Sfruttamento del lavoro nelle campagne: si suicida un bracciante di 25 anni

Il caso a Sabaudia. La storia raccontata dal sociologo Marco Omizzolo in un articolo pubblicato sul Manifesto

E' stato trovato senza vita da alcuni connazionali che vivevano con luil, impiccato a una corda attaccata in cima alle scale dell'appartamento in cui abitava. Si chiamava Joban Singh, era un bracciante indiano di 25 anni, l'ennesimo sfruttato nelle campagne pontine, che non ha retto al peso della solitudine e della fatica. 

A raccontare il caso è Marco Omizzolo, sociologo da sempre impegnato nella lotta contro il caporalato e lo sfruttamento del lavoro agricolo, in un articolo pubblicato sul Manifesto. Omizzolo spiega che il giovane indiano era arrivato in Italia per lavorare dopo aver pagato un biglietto di sola andata ben 8mila euro. Si era poi ritrovato invece a lavorare in alcune aziende agricole del territorio pontino, ricevendo un salario di poche centinaia di euro al mese a fronte di lunghe ore di lavoro senza nessuna tutela. Sperava di essere regolarizzato, ma nessuno dei "padroni" ha accettato e così il peso del rifiuto si è aggiunto a quello delle condizioni di lavoro da schiavo. 
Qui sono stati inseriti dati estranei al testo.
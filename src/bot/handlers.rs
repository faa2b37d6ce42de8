use anyhow::Result;
use futures::StreamExt;
use serenity::{
    builder::{CreateInteractionResponse, CreateInteractionResponseMessage, EditInteractionResponse},
    model::{
        application::CommandInteraction,
        id::{ChannelId, GuildId, UserId},
    },
    prelude::Context,
};
use tracing::{error, info, warn};

use crate::{
    bot::JukeboxBot,
    sources::{ResolveError, SongResolver},
};

/// Dispatches a slash command by name.
pub async fn handle_command(
    ctx: &Context,
    command: CommandInteraction,
    bot: &JukeboxBot,
) -> Result<()> {
    let guild_id = command
        .guild_id
        .ok_or_else(|| anyhow::anyhow!("Comando usado fuera de un servidor"))?;

    info!(
        "📝 Comando /{} usado por {} en guild {}",
        command.data.name, command.user.name, guild_id
    );

    match command.data.name.as_str() {
        "play" => handle_play(ctx, &command, bot, guild_id).await?,
        "pause" => handle_pause(ctx, &command, bot, guild_id).await?,
        "skip" => handle_skip(ctx, &command, bot, guild_id).await?,
        "stop" => handle_stop(ctx, &command, bot, guild_id).await?,
        "shuffle" => handle_shuffle(ctx, &command, bot, guild_id).await?,
        "join" => handle_join(ctx, &command, bot, guild_id).await?,
        "leave" => handle_leave(ctx, &command, bot, guild_id).await?,
        _ => respond(ctx, &command, "❌ Unknown command").await?,
    }

    Ok(())
}

/// How far a `/play` request got through the resolved songs.
#[derive(Debug)]
enum QueueOutcome {
    Queued(usize),
    QueueFull(usize),
    Failed { queued: usize, error: ResolveError },
}

impl QueueOutcome {
    fn message(&self) -> String {
        match self {
            QueueOutcome::Queued(count) => format!("➕ {} queued", songs(*count)),
            QueueOutcome::QueueFull(count) => {
                format!("⚠️ The queue is full, only {} queued", songs(*count))
            }
            QueueOutcome::Failed { queued, error } => format!(
                "❌ {} ({} queued before the error)",
                error.user_message(),
                songs(*queued)
            ),
        }
    }
}

fn songs(count: usize) -> String {
    match count {
        1 => "1 song".to_string(),
        n => format!("{} songs", n),
    }
}

async fn handle_play(
    ctx: &Context,
    command: &CommandInteraction,
    bot: &JukeboxBot,
    guild_id: GuildId,
) -> Result<()> {
    let song_url = command
        .data
        .options
        .iter()
        .find(|opt| opt.name == "song_url")
        .and_then(|opt| opt.value.as_str())
        .map(str::to_owned);

    // Defer, la resolución puede tardar
    command
        .create_response(
            &ctx.http,
            CreateInteractionResponse::Defer(CreateInteractionResponseMessage::new()),
        )
        .await?;

    let Some(channel_id) = get_user_voice_channel(ctx, guild_id, command.user.id) else {
        return edit_reply(ctx, command, "❌ You're not in the channel").await;
    };

    let handler = match bot.get_voice_handler(guild_id) {
        Some(handler) => handler,
        None => bot.join_voice_channel(ctx, guild_id, channel_id).await?,
    };

    let mut notes = Vec::new();
    match song_url {
        Some(query) => {
            let outcome = queue_songs(bot, guild_id, &query).await;
            if let QueueOutcome::Failed { .. } = outcome {
                return edit_reply(ctx, command, &outcome.message()).await;
            }
            notes.push(outcome.message());
        }
        None if bot.player.queue_len(guild_id) == 0 => {
            return edit_reply(ctx, command, "📭 No songs queued").await;
        }
        None => {}
    }

    let status = if bot.player.is_playing(guild_id).await {
        "🎶 Music already playing".to_string()
    } else if bot.player.is_paused(guild_id).await {
        bot.player.resume(guild_id).await?;
        "▶️ Music has been resumed".to_string()
    } else {
        match bot.player.play_next(guild_id, handler).await? {
            Some(song) => format!("🎵 Music played: {}", song),
            None => "❌ None of the queued songs could be played".to_string(),
        }
    };
    notes.push(status);

    edit_reply(ctx, command, &notes.join("\n")).await
}

/// Resolves `query` and pushes each song as soon as it arrives. Songs queued
/// before a failure stay queued.
async fn queue_songs(bot: &JukeboxBot, guild_id: GuildId, query: &str) -> QueueOutcome {
    let resolver = match SongResolver::from_config(bot.config.spotify(), bot.extractor.clone()) {
        Ok(resolver) => resolver,
        Err(error) => return QueueOutcome::Failed { queued: 0, error },
    };

    let mut resolved = resolver.resolve_all(query, true);
    let mut queued = 0;

    while let Some(song) = resolved.next().await {
        match song {
            Ok(song) => {
                if let Err(e) = bot.player.enqueue(guild_id, song) {
                    warn!("⚠️ {}", e);
                    return QueueOutcome::QueueFull(queued);
                }
                queued += 1;
            }
            Err(error) => {
                error!("❌ Error al resolver '{}': {}", query, error);
                return QueueOutcome::Failed { queued, error };
            }
        }
    }

    info!("➕ {} de '{}' en la cola", songs(queued), query);
    QueueOutcome::Queued(queued)
}

async fn handle_pause(
    ctx: &Context,
    command: &CommandInteraction,
    bot: &JukeboxBot,
    guild_id: GuildId,
) -> Result<()> {
    let message = if bot.get_voice_handler(guild_id).is_none() {
        "❌ No song is playing"
    } else if bot.player.is_paused(guild_id).await {
        "⏸️ Music already paused"
    } else if bot.player.pause(guild_id).await? {
        "⏸️ Music has been paused"
    } else {
        "❌ No song is playing"
    };

    respond(ctx, command, message).await
}

async fn handle_skip(
    ctx: &Context,
    command: &CommandInteraction,
    bot: &JukeboxBot,
    guild_id: GuildId,
) -> Result<()> {
    let active = bot.player.is_playing(guild_id).await || bot.player.is_paused(guild_id).await;

    let message = if active && bot.player.skip(guild_id) {
        "⏭️ Song skipped"
    } else {
        "❌ No songs playing"
    };

    respond(ctx, command, message).await
}

async fn handle_stop(
    ctx: &Context,
    command: &CommandInteraction,
    bot: &JukeboxBot,
    guild_id: GuildId,
) -> Result<()> {
    command
        .create_response(
            &ctx.http,
            CreateInteractionResponse::Defer(CreateInteractionResponseMessage::new()),
        )
        .await?;

    bot.player.stop(guild_id);
    if bot.get_voice_handler(guild_id).is_some() {
        bot.leave_voice_channel(ctx, guild_id).await?;
    }

    edit_reply(ctx, command, "⏹️ Music stopped").await
}

async fn handle_shuffle(
    ctx: &Context,
    command: &CommandInteraction,
    bot: &JukeboxBot,
    guild_id: GuildId,
) -> Result<()> {
    bot.player.shuffle(guild_id);
    respond(ctx, command, "🔀 Songs have been shuffled").await
}

async fn handle_join(
    ctx: &Context,
    command: &CommandInteraction,
    bot: &JukeboxBot,
    guild_id: GuildId,
) -> Result<()> {
    let Some(channel_id) = get_user_voice_channel(ctx, guild_id, command.user.id) else {
        return respond(ctx, command, "❌ You are not in a voice chat").await;
    };

    bot.join_voice_channel(ctx, guild_id, channel_id).await?;
    respond(ctx, command, "🔊 Bot has joined").await
}

async fn handle_leave(
    ctx: &Context,
    command: &CommandInteraction,
    bot: &JukeboxBot,
    guild_id: GuildId,
) -> Result<()> {
    if bot.get_voice_handler(guild_id).is_none() {
        return respond(ctx, command, "❌ Bot is not in a voice chat").await;
    }

    bot.player.stop(guild_id);
    bot.leave_voice_channel(ctx, guild_id).await?;
    respond(ctx, command, "👋 Bot has left").await
}

async fn respond(ctx: &Context, command: &CommandInteraction, content: &str) -> Result<()> {
    command
        .create_response(
            &ctx.http,
            CreateInteractionResponse::Message(
                CreateInteractionResponseMessage::new().content(content),
            ),
        )
        .await?;

    Ok(())
}

async fn edit_reply(ctx: &Context, command: &CommandInteraction, content: &str) -> Result<()> {
    command
        .edit_response(&ctx.http, EditInteractionResponse::new().content(content))
        .await?;

    Ok(())
}

/// The voice channel the user is currently in, read from the guild cache.
fn get_user_voice_channel(ctx: &Context, guild_id: GuildId, user_id: UserId) -> Option<ChannelId> {
    let guild = guild_id.to_guild_cached(&ctx.cache)?;

    guild
        .voice_states
        .get(&user_id)
        .and_then(|voice_state| voice_state.channel_id)
}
"È accaduto, sabato 6 giugno, ancora una volta a Sabaudia, in pieno Agro Pontino - scrive Omizzolo .- Nel residence Bella Farnia Mare, proprio davanti al luogo in cui la cooperativa In Migrazione organizzò, nel 2015, il primo centro servizi avanzati a tutela dei braccianti indiani". Questo, spiega ancora Omizzolo, è solo l'ultimo caso di suicidio tra i braccianti indiani che si registra sul territorio della provincia di Latina, il 13° nel corso di pochi anni.